J'avais prévu de commencer l'année sur les chapeaux de roue avec un post politique bien senti et puis finalement les conditions météo m'obligent à lever le pied, pour mon plus grand plaisir.

Il a neigé aujourd'hui sur l'Ile de France. Elle flotte sur un océan blanc et les flocons ont gardé leur pouvoir sur moi. Toujours cet effet adoucissant sans adjuvants chimiques, toujours cet émerveillement, toujours cette envie irrépréssible de toucher et de partir en dérapages plus ou moins contrôlés. Je n'ai pu résister ce soir en rentrant à faire quelques pas complètement superflus, juste pour apprécier le froissement soyeux qui nait d'un soulier qui s'enfonce dans la poudreuse.

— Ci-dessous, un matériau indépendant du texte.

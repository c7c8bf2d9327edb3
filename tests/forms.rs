//! Browser surface: session cookie, redirects, AJAX JSON.

mod common;

use axum::http::{header, StatusCode};
use axum_extra::extract::cookie::{Cookie, SameSite};
use common::{json_body, location, orders, text_body, Harness};

#[tokio::test]
async fn anonymous_visitors_are_sent_to_login_with_next() {
    let h = Harness::new().await;
    let response = h.form("GET", "/trasa/edit/5/", None, false, None).await;
    assert_eq!(response.status(), StatusCode::SEE_OTHER);
    assert_eq!(location(&response), "/login/?next=%2Ftrasa%2Fedit%2F5%2F");

    let response = h.form("GET", "/moje-trasy", Some("stale-session"), false, None).await;
    assert_eq!(location(&response), "/login/?next=%2Fmoje-trasy");

    let response = h.form("GET", "/trasa/5/punkty/?a=1&b=2", None, false, None).await;
    assert_eq!(location(&response), "/login/?next=%2Ftrasa%2F5%2Fpunkty%2F%3Fa%3D1%26b%3D2");
}

#[tokio::test]
async fn login_sets_session_and_follows_next() {
    let h = Harness::new().await;
    h.actor("alice").await;

    let response = h
        .form(
            "POST",
            "/login/",
            None,
            false,
            Some("username=alice&password=sekret123&next=%2Ftla%2F"),
        )
        .await;
    assert_eq!(response.status(), StatusCode::SEE_OTHER);
    assert_eq!(location(&response), "/tla/");
    let cookie = Cookie::parse(response.headers()[header::SET_COOKIE].to_str().unwrap().to_string()).unwrap();
    assert_eq!(cookie.name(), "sessionid");
    assert_eq!(cookie.http_only(), Some(true));
    assert_eq!(cookie.same_site(), Some(SameSite::Lax));
    assert_eq!(cookie.path(), Some("/"));
    let key = cookie.value().to_string();

    let page = h.form("GET", "/tla/", Some(&key), false, None).await;
    assert_eq!(page.status(), StatusCode::OK);
    assert!(text_body(page).await.contains("Mapa"));

    let response = h.form("GET", "/logout/", Some(&key), false, None).await;
    assert_eq!(location(&response), "/");
    let removal = Cookie::parse(response.headers()[header::SET_COOKIE].to_str().unwrap().to_string()).unwrap();
    assert_eq!(removal.name(), "sessionid");
    assert_eq!(removal.value(), "");
    assert_eq!(removal.max_age().map(|age| age.whole_seconds()), Some(0));
    let response = h.form("GET", "/tla/", Some(&key), false, None).await;
    assert_eq!(response.status(), StatusCode::SEE_OTHER);
}

#[tokio::test]
async fn wrong_password_re_renders_login() {
    let h = Harness::new().await;
    h.actor("alice").await;
    let response = h
        .form("POST", "/login/", None, false, Some("username=alice&password=nope"))
        .await;
    assert_eq!(response.status(), StatusCode::OK);
    assert!(response.headers().get(header::SET_COOKIE).is_none());
    assert!(text_body(response).await.contains("correct username and password"));
}

#[tokio::test]
async fn registration_creates_an_account() {
    let h = Harness::new().await;
    let response = h
        .form(
            "POST",
            "/register/",
            None,
            false,
            Some("username=nowy&email=nowy%40example.com&password1=dlugiehaslo&password2=dlugiehaslo"),
        )
        .await;
    assert_eq!(response.status(), StatusCode::SEE_OTHER);
    assert_eq!(location(&response), "/login/");

    let response = h
        .form(
            "POST",
            "/register/",
            None,
            false,
            Some("username=nowy&email=x%40example.com&password1=dlugiehaslo&password2=dlugiehaslo"),
        )
        .await;
    assert_eq!(response.status(), StatusCode::BAD_REQUEST);

    let response = h
        .form("POST", "/login/", None, false, Some("username=nowy&password=dlugiehaslo"))
        .await;
    assert_eq!(location(&response), "/moje-trasy/");
}

#[tokio::test]
async fn route_creation_form_redirects_to_editor() {
    let h = Harness::new().await;
    let alice = h.actor("alice").await;
    let uri = format!("/trasa/create/{}/", h.background);

    let response = h.form("POST", &uri, Some(&alice.session), false, Some("nazwa=&opis=")).await;
    assert_eq!(response.status(), StatusCode::BAD_REQUEST);

    let response = h
        .form("POST", &uri, Some(&alice.session), false, Some("nazwa=Rowerem&opis=szybko"))
        .await;
    assert_eq!(response.status(), StatusCode::SEE_OTHER);
    let editor = location(&response).to_string();
    assert!(editor.starts_with("/trasa/edit/"));

    let page = h.form("GET", &editor, Some(&alice.session), false, None).await;
    assert_eq!(page.status(), StatusCode::OK);
    assert!(text_body(page).await.contains("Rowerem"));

    let mine = h.form("GET", "/moje-trasy/", Some(&alice.session), false, None).await;
    assert!(text_body(mine).await.contains("Rowerem"));
}

#[tokio::test]
async fn edit_post_appends_and_redirects() {
    let h = Harness::new().await;
    let alice = h.actor("alice").await;
    let route = h.route_with_points(&alice, &[]).await;
    let uri = format!("/trasa/edit/{}/", route);

    let response = h.form("POST", &uri, Some(&alice.session), false, Some("x=10&y=10")).await;
    assert_eq!(response.status(), StatusCode::SEE_OTHER);
    assert_eq!(location(&response), uri);

    let response = h.form("POST", &uri, Some(&alice.session), true, Some("x=5&y=5")).await;
    assert_eq!(response.status(), StatusCode::OK);
    let body = json_body(response).await;
    assert_eq!(body["success"], true);
    assert_eq!(orders(&body), vec![1, 2]);
    assert_eq!(body["punkty"][1]["x"], 5);
}

#[tokio::test]
async fn invalid_edit_post_reports_the_field() {
    let h = Harness::new().await;
    let alice = h.actor("alice").await;
    let route = h.route_with_points(&alice, &[]).await;
    let uri = format!("/trasa/edit/{}/", route);

    let response = h.form("POST", &uri, Some(&alice.session), false, Some("x=abc&y=1")).await;
    assert_eq!(response.status(), StatusCode::BAD_REQUEST);
    assert!(text_body(response).await.contains("A valid integer is required."));

    let response = h.form("POST", &uri, Some(&alice.session), true, Some("x=1")).await;
    assert_eq!(response.status(), StatusCode::BAD_REQUEST);
    assert!(json_body(response).await["error"]["details"]["y"].is_array());
    assert!(h.points(route).await.is_empty());
}

#[tokio::test]
async fn add_point_click_is_ajax_only() {
    let h = Harness::new().await;
    let alice = h.actor("alice").await;
    let route = h.route_with_points(&alice, &[(1, 1)]).await;
    let uri = format!("/trasa/{}/add-point-click/", route);

    let response = h.form("POST", &uri, Some(&alice.session), false, Some("x=3&y=4")).await;
    assert_eq!(response.status(), StatusCode::BAD_REQUEST);
    assert_eq!(json_body(response).await, serde_json::json!({"success": false}));
    assert_eq!(h.points(route).await.len(), 1);

    let response = h.form("POST", &uri, Some(&alice.session), true, Some("x=3&y=4")).await;
    let body = json_body(response).await;
    assert_eq!(body["success"], true);
    let points = h.points(route).await;
    assert_eq!(body["punkt_id"], points[1].0);
    assert_eq!(points[1].3, 2);
}

#[tokio::test]
async fn delete_and_move_return_the_points_to_ajax_callers() {
    let h = Harness::new().await;
    let alice = h.actor("alice").await;
    let route = h.route_with_points(&alice, &[(1, 1), (2, 2), (3, 3)]).await;
    let ids: Vec<i64> = h.points(route).await.iter().map(|p| p.0).collect();

    let response = h
        .form("GET", &format!("/punkt/delete/{}/", ids[1]), Some(&alice.session), true, None)
        .await;
    let body = json_body(response).await;
    assert_eq!(body["success"], true);
    assert_eq!(orders(&body), vec![1, 2]);
    assert_eq!(body["punkty"][1]["id"], ids[2]);

    let response = h
        .form("GET", &format!("/punkt/move/{}/up", ids[2]), Some(&alice.session), false, None)
        .await;
    assert_eq!(response.status(), StatusCode::SEE_OTHER);
    assert_eq!(location(&response), format!("/trasa/edit/{}/", route));
    let listed = h
        .form("GET", &format!("/trasa/{}/punkty/", route), Some(&alice.session), false, None)
        .await;
    let body = json_body(listed).await;
    assert_eq!(body["punkty"][0]["id"], ids[2]);
    assert_eq!(orders(&body), vec![1, 2]);
}

#[tokio::test]
async fn foreign_routes_and_points_are_not_found() {
    let h = Harness::new().await;
    let alice = h.actor("alice").await;
    let bob = h.actor("bob").await;
    let route = h.route_with_points(&alice, &[(1, 1), (2, 2)]).await;
    let point = h.points(route).await[0].0;
    let before = h.points(route).await;

    for (method, uri, form) in [
        ("GET", format!("/trasa/edit/{}/", route), None),
        ("POST", format!("/trasa/edit/{}/", route), Some("x=1&y=1")),
        ("POST", format!("/trasa/{}/add-point-click/", route), Some("x=1&y=1")),
        ("POST", format!("/trasa/{}/add-point-click/", route), Some("x=abc&y=1")),
        ("GET", format!("/trasa/{}/punkty/", route), None),
        ("GET", format!("/punkt/delete/{}/", point), None),
        ("GET", format!("/punkt/move/{}/down/", point), None),
        ("GET", format!("/punkt/move/{}/sideways/", point), None),
        ("GET", "/punkt/delete/999999/".to_string(), None),
    ] {
        let response = h.form(method, &uri, Some(&bob.session), true, form).await;
        assert_eq!(response.status(), StatusCode::NOT_FOUND, "{} {}", method, uri);
    }
    assert_eq!(h.points(route).await, before);
}
//! Operational routes: health, readiness, version.

use crate::state::AppState;
use axum::{extract::State, http::StatusCode, routing::get, Json, Router};
use serde::Serialize;

#[derive(Serialize)]
struct HealthBody {
    status: &'static str,
}

#[derive(Serialize)]
struct ReadyBody {
    status: &'static str,
    store: &'static str,
}

async fn health() -> Json<HealthBody> {
    Json(HealthBody { status: "ok" })
}

async fn ready(State(state): State<AppState>) -> (StatusCode, Json<ReadyBody>) {
    match state.store.ping().await {
        Ok(()) => (
            StatusCode::OK,
            Json(ReadyBody {
                status: "ok",
                store: "ok",
            }),
        ),
        Err(e) => {
            tracing::warn!(error = %e, "readiness check failed");
            (
                StatusCode::SERVICE_UNAVAILABLE,
                Json(ReadyBody {
                    status: "degraded",
                    store: "unavailable",
                }),
            )
        }
    }
}

async fn version() -> Json<serde_json::Value> {
    Json(serde_json::json!({
        "name": env!("CARGO_PKG_NAME"),
        "version": env!("CARGO_PKG_VERSION")
    }))
}

/// GET /health, GET /ready (store reachable), GET /version.
pub fn common_routes() -> Router<AppState> {
    Router::new()
        .route("/health", get(health))
        .route("/ready", get(ready))
        .route("/version", get(version))
}
//! HTTP handlers: browser pages and their AJAX actions, accounts, and the REST API.

pub mod accounts;
pub mod api;
pub mod forms;
//! Request extractors: caller identity and the AJAX flag.

pub mod ajax;
pub mod auth;

pub use ajax::AjaxRequest;
pub use auth::{ApiUser, MaybeSession, SessionUser, SESSION_COOKIE};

Pourtant c'était la reprise ce lundi et l'année 2009 promet son lot de soucis et de sans le sous. Pas de quoi pavoiser, sans même parler de ma situation personnelle bien fragile mais que je n'évoquerai pas ici. Mais à peine sorti de l'immeuble, voilà que dans l'anthracite d'une fin de nuit qui n'est pas du matin, m'apparaissent les fins duvets qui descendent du ciel. La route et les trottoirs sont déjà finement glacés au sucre...Loin de rester froid, je n'ai pu réprimer un léger sourire de contentement, en soupirant d'aise. De toutes façons, je n'ai jamais refusé un petit coup de blanc...

Et puis ce midi, en sortant de mon lieu de travail pour déjeuner, comment ne pas ressentir des frissons de plaisir à voir le Panthéon avec un bonnet frileusement vissé sur son dôme. Même les sapins dressés sur le parvis s'étaient poudrés les aiguilles et pouvaient regarder satisfaits la Tour Eiffel, au loin, plantée dans un horizon lumineusement laiteux.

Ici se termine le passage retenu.